For one late-October afternoon in Happy Valley, JT Tuimoloau looked like the most dominant defensive force in college football.
Even in a video game, the second-year Ohio State defensive end’s statline might have been difficult to believe. Two sacks, two interceptions – one returned for a touchdown – a forced fumble and fumble recovery, a batted-down pass and three tackles for loss. And those numbers didn’t come in the second half of a blowout against a lower-tier opponent.
The Buckeyes needed every contribution Tuimoloau gave them. Ohio State trailed Penn State by five points with 9:26 left in the fourth quarter and had mustered one touchdown all game through the first three quarters of action. Thanks in large part to the five-star pass rusher, the Buckeyes exploded for 28 points thereafter to secure a 13-point come-from-behind win on the road over a Big Ten East Division rival.
“It's all kind of a blur the way it happened. But to intercept balls like that as a defensive end and go get a defensive score, I don't know if I've ever seen that before,” Ryan Day said after the game. “That's big time. J.T.T. has put so much hard work into this. He's an unbelievable player, but he's a better person. And you can see his talent. This is kind of his coming-out party today. And he's been working at it. Nobody wants it more than he does. So in this stage, for him to play the way he did, it means a lot to him and I think his teammates are very proud of him.”
No one expected Tuimoloau to replicate a single-game performance that great for the rest of the season, but his exploits at State College figured to raise Tuimoloau’s caliber of play down the stretch in 2023. Well, not exactly. Tuimoloau racked up four more total tackles in the five games after Penn State than he had in the seven games prior, but only recorded one more sack all season after the matchup with the Nittany Lions.
So while he put his superstar potential on full display at Penn State, it still feels like there’s a level Tuimoloau hasn’t quite tapped into – one where a dominant, game-wrecking performance comes on a more consistent basis.
Now entering Tuimoloau’s third year at Ohio State, and perhaps his last in college football, Buckeye defensive line coach Larry Johnson hopes to unlock that ability in 2023. And he doesn’t think Tuimoloau needs any wholesale reformations to get there.
“Like I always say, first block the noise. Just concentrate on who you are. Don't worry about all the other things outside,” Johnson said in March. “Just concentrate on your technique and just keep getting better. And again, I say this all the time; it's not the big things, it's the little things that you get better as a player. And that's what we work on, it's all the little things. Where you step, his hand placement, eye discipline, all those things are important to become an elite player. He has the talent and skill set, so how can we make him better? Well, that's my job. I got to find those little things to make him better.”

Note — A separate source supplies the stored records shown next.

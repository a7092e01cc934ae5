use sqlx::PgPool;
use time::OffsetDateTime;
use uuid::Uuid;

use crate::auth::repo_types::{NewUser, Role, User};

const USER_COLUMNS: &str = "id, email, phone_number, password_hash, first_name, last_name, \
     role, is_verified, verification_token, reset_code, reset_code_expires, \
     oauth_provider, oauth_provider_id, created_at, updated_at";

impl User {
    /// Exact-match lookup; emails are stored and compared as given.
    pub async fn find_by_email(db: &PgPool, email: &str) -> Result<Option<User>, sqlx::Error> {
        sqlx::query_as::<_, User>(&format!(
            "SELECT {USER_COLUMNS} FROM users WHERE email = $1"
        ))
        .bind(email)
        .fetch_optional(db)
        .await
    }

    pub async fn find_by_id(db: &PgPool, id: Uuid) -> Result<Option<User>, sqlx::Error> {
        sqlx::query_as::<_, User>(&format!("SELECT {USER_COLUMNS} FROM users WHERE id = $1"))
            .bind(id)
            .fetch_optional(db)
            .await
    }

    pub async fn find_by_verification_token(
        db: &PgPool,
        token: &str,
    ) -> Result<Option<User>, sqlx::Error> {
        sqlx::query_as::<_, User>(&format!(
            "SELECT {USER_COLUMNS} FROM users WHERE verification_token = $1"
        ))
        .bind(token)
        .fetch_optional(db)
        .await
    }

    pub async fn find_by_phone(db: &PgPool, phone: &str) -> Result<Option<User>, sqlx::Error> {
        sqlx::query_as::<_, User>(&format!(
            "SELECT {USER_COLUMNS} FROM users WHERE phone_number = $1"
        ))
        .bind(phone)
        .fetch_optional(db)
        .await
    }

    /// Matches email, exact code and an unexpired expiry in one query.
    pub async fn find_by_reset_code(
        db: &PgPool,
        email: &str,
        code: &str,
    ) -> Result<Option<User>, sqlx::Error> {
        sqlx::query_as::<_, User>(&format!(
            "SELECT {USER_COLUMNS} FROM users \
             WHERE email = $1 AND reset_code = $2 AND reset_code_expires > now()"
        ))
        .bind(email)
        .bind(code)
        .fetch_optional(db)
        .await
    }

    pub async fn create(db: &PgPool, new: NewUser<'_>) -> Result<User, sqlx::Error> {
        sqlx::query_as::<_, User>(&format!(
            "INSERT INTO users \
                 (email, password_hash, first_name, last_name, is_verified, \
                  verification_token, oauth_provider, oauth_provider_id) \
             VALUES ($1, $2, $3, $4, $5, $6, $7, $8) \
             RETURNING {USER_COLUMNS}"
        ))
        .bind(new.email)
        .bind(&new.password_hash)
        .bind(new.first_name)
        .bind(new.last_name)
        .bind(new.is_verified)
        .bind(&new.verification_token)
        .bind(new.oauth_provider)
        .bind(new.oauth_provider_id)
        .fetch_one(db)
        .await
    }

    /// Flip to verified and clear the one-time token. Idempotence is handled
    /// by the caller; the write itself is unconditional.
    pub async fn mark_verified(db: &PgPool, id: Uuid) -> Result<(), sqlx::Error> {
        sqlx::query(
            "UPDATE users SET is_verified = TRUE, verification_token = NULL, updated_at = now() \
             WHERE id = $1",
        )
        .bind(id)
        .execute(db)
        .await?;
        Ok(())
    }

    pub async fn set_reset_code(
        db: &PgPool,
        id: Uuid,
        code: &str,
        expires: OffsetDateTime,
    ) -> Result<(), sqlx::Error> {
        sqlx::query(
            "UPDATE users SET reset_code = $2, reset_code_expires = $3, updated_at = now() \
             WHERE id = $1",
        )
        .bind(id)
        .bind(code)
        .bind(expires)
        .execute(db)
        .await?;
        Ok(())
    }

    /// Conditional single-statement write: the password only changes if the
    /// code is still the one on record and unexpired. A concurrent password
    /// change or code regeneration makes this match zero rows.
    pub async fn reset_password_with_code(
        db: &PgPool,
        email: &str,
        code: &str,
        new_hash: &str,
    ) -> Result<bool, sqlx::Error> {
        let result = sqlx::query(
            "UPDATE users \
             SET password_hash = $3, reset_code = NULL, reset_code_expires = NULL, \
                 updated_at = now() \
             WHERE email = $1 AND reset_code = $2 AND reset_code_expires > now()",
        )
        .bind(email)
        .bind(code)
        .bind(new_hash)
        .execute(db)
        .await?;
        Ok(result.rows_affected() == 1)
    }

    /// A password change invalidates any in-flight reset in the same write.
    pub async fn update_password(db: &PgPool, id: Uuid, new_hash: &str) -> Result<(), sqlx::Error> {
        sqlx::query(
            "UPDATE users \
             SET password_hash = $2, reset_code = NULL, reset_code_expires = NULL, \
                 updated_at = now() \
             WHERE id = $1",
        )
        .bind(id)
        .bind(new_hash)
        .execute(db)
        .await?;
        Ok(())
    }

    /// Partial profile update. `set_phone` distinguishes "leave the phone
    /// alone" from "set it to the given value (possibly NULL)".
    pub async fn update_profile(
        db: &PgPool,
        id: Uuid,
        first_name: Option<&str>,
        last_name: Option<&str>,
        set_phone: bool,
        phone: Option<&str>,
    ) -> Result<Option<User>, sqlx::Error> {
        sqlx::query_as::<_, User>(&format!(
            "UPDATE users \
             SET first_name = COALESCE($2, first_name), \
                 last_name = COALESCE($3, last_name), \
                 phone_number = CASE WHEN $4 THEN $5 ELSE phone_number END, \
                 updated_at = now() \
             WHERE id = $1 \
             RETURNING {USER_COLUMNS}"
        ))
        .bind(id)
        .bind(first_name)
        .bind(last_name)
        .bind(set_phone)
        .bind(phone)
        .fetch_optional(db)
        .await
    }

    /// Admin-side partial update.
    pub async fn admin_update(
        db: &PgPool,
        id: Uuid,
        first_name: Option<&str>,
        last_name: Option<&str>,
        phone: Option<&str>,
        role: Option<Role>,
        is_verified: Option<bool>,
    ) -> Result<Option<User>, sqlx::Error> {
        sqlx::query_as::<_, User>(&format!(
            "UPDATE users \
             SET first_name = COALESCE($2, first_name), \
                 last_name = COALESCE($3, last_name), \
                 phone_number = COALESCE($4, phone_number), \
                 role = COALESCE($5, role), \
                 is_verified = COALESCE($6, is_verified), \
                 updated_at = now() \
             WHERE id = $1 \
             RETURNING {USER_COLUMNS}"
        ))
        .bind(id)
        .bind(first_name)
        .bind(last_name)
        .bind(phone)
        .bind(role.map(Role::as_str))
        .bind(is_verified)
        .fetch_optional(db)
        .await
    }

    pub async fn set_verified(db: &PgPool, id: Uuid, verified: bool) -> Result<bool, sqlx::Error> {
        let result = sqlx::query(
            "UPDATE users SET is_verified = $2, updated_at = now() WHERE id = $1",
        )
        .bind(id)
        .bind(verified)
        .execute(db)
        .await?;
        Ok(result.rows_affected() == 1)
    }

    /// Case-insensitive substring search over name and email, newest first.
    pub async fn search(
        db: &PgPool,
        query: &str,
        limit: i64,
        offset: i64,
    ) -> Result<Vec<User>, sqlx::Error> {
        let pattern = format!("%{query}%");
        sqlx::query_as::<_, User>(&format!(
            "SELECT {USER_COLUMNS} FROM users \
             WHERE email ILIKE $1 OR first_name ILIKE $1 OR last_name ILIKE $1 \
             ORDER BY created_at DESC \
             LIMIT $2 OFFSET $3"
        ))
        .bind(&pattern)
        .bind(limit)
        .bind(offset)
        .fetch_all(db)
        .await
    }

    pub async fn count_search(db: &PgPool, query: &str) -> Result<i64, sqlx::Error> {
        let pattern = format!("%{query}%");
        sqlx::query_scalar::<_, i64>(
            "SELECT COUNT(*) FROM users \
             WHERE email ILIKE $1 OR first_name ILIKE $1 OR last_name ILIKE $1",
        )
        .bind(&pattern)
        .fetch_one(db)
        .await
    }

    pub async fn recent(db: &PgPool, limit: i64) -> Result<Vec<User>, sqlx::Error> {
        sqlx::query_as::<_, User>(&format!(
            "SELECT {USER_COLUMNS} FROM users ORDER BY created_at DESC LIMIT $1"
        ))
        .bind(limit)
        .fetch_all(db)
        .await
    }

    pub async fn count_all(db: &PgPool) -> Result<i64, sqlx::Error> {
        sqlx::query_scalar::<_, i64>("SELECT COUNT(*) FROM users")
            .fetch_one(db)
            .await
    }

    pub async fn count_verified(db: &PgPool) -> Result<i64, sqlx::Error> {
        sqlx::query_scalar::<_, i64>("SELECT COUNT(*) FROM users WHERE is_verified")
            .fetch_one(db)
            .await
    }

    /// Delete the user and every dependent record. Best-effort sequence,
    /// not a transaction: a failure partway leaves earlier deletes in place.
    pub async fn delete_cascade(db: &PgPool, id: Uuid) -> Result<bool, sqlx::Error> {
        sqlx::query("DELETE FROM ai_messages WHERE user_id = $1")
            .bind(id)
            .execute(db)
            .await?;
        sqlx::query("DELETE FROM favorites WHERE user_id = $1")
            .bind(id)
            .execute(db)
            .await?;
        sqlx::query("DELETE FROM subscriptions WHERE user_id = $1")
            .bind(id)
            .execute(db)
            .await?;
        sqlx::query("DELETE FROM trips WHERE user_id = $1")
            .bind(id)
            .execute(db)
            .await?;
        let result = sqlx::query("DELETE FROM users WHERE id = $1")
            .bind(id)
            .execute(db)
            .await?;
        Ok(result.rows_affected() == 1)
    }
}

Tuimoloau may not have reached his final form this spring, but he was undeniably impressive in the early offseason. He only played 10 snaps during the spring game, but during multiple practice and scrimmage sessions at the Woody Hayes Athletic Center before that, Tuimoloau frequently terrorized Ohio State’s retooled first-team offensive line and starting quarterback hopefuls Kyle McCord and Devin Brown.
During the Buckeyes’ Student Appreciation Day scrimmage in particular, Tuimoloau was arguably the most impactful defender on the roster. The Washington native was credited with three sacks as Johnson’s front line ran roughshod on Justin Frye’s group for much of the day, spearheading the defense to a win over the offense in a modified scoring system.
But even Tuimoloau knows he can clean up his skill set to take another leap, and his thoughts on how to do so echo Johnson’s own.
“Staying consistent, I feel like with me, I always have room for improvement. No matter if it's good or bad. I always want myself to grow, just stay trusting Coach J, trusting the unit and just having fun with everybody. … Just stay consistent with all the little things, like Coach (Jim) Knowles is teaching us. So that's one thing I want to push on myself is just pay attention to the small details and all the little things that can make a difference. Little things matter, and that's one thing I want to focus on. Just eye discipline, everything like that. Meeting with Coach J every day and just have him talk to me and just teach me the things he wants me to work on and just going from there.”
In terms of playing time, Tuimoloau was already Johnson’s top defensive end a year ago. His 504 snaps were 19 more than any other player at the position on the Buckeye roster. But with Zach Harrison and Javontae Jean-Baptiste (who logged a combined 734 snaps in 2022) now gone from the program, he’ll have to shoulder an even bigger load when it comes to production.
Hopes are still high for fellow five-star talent Jack Sawyer, who will line up alongside Tuimoloau as the Buckeyes’ other starting defensive end in 2023. But neither Sawyer nor any of the other young edge rushers on the roster have proven what Tuimoloau did in one single performance last season.
Knowing what Tuimoloau is capable of only heightens expectations for his 2023 campaign. And in pursuit of both increased team success and first-round draft selection status, he’ll need to show glimpses of greatness with more regularity in the season to come.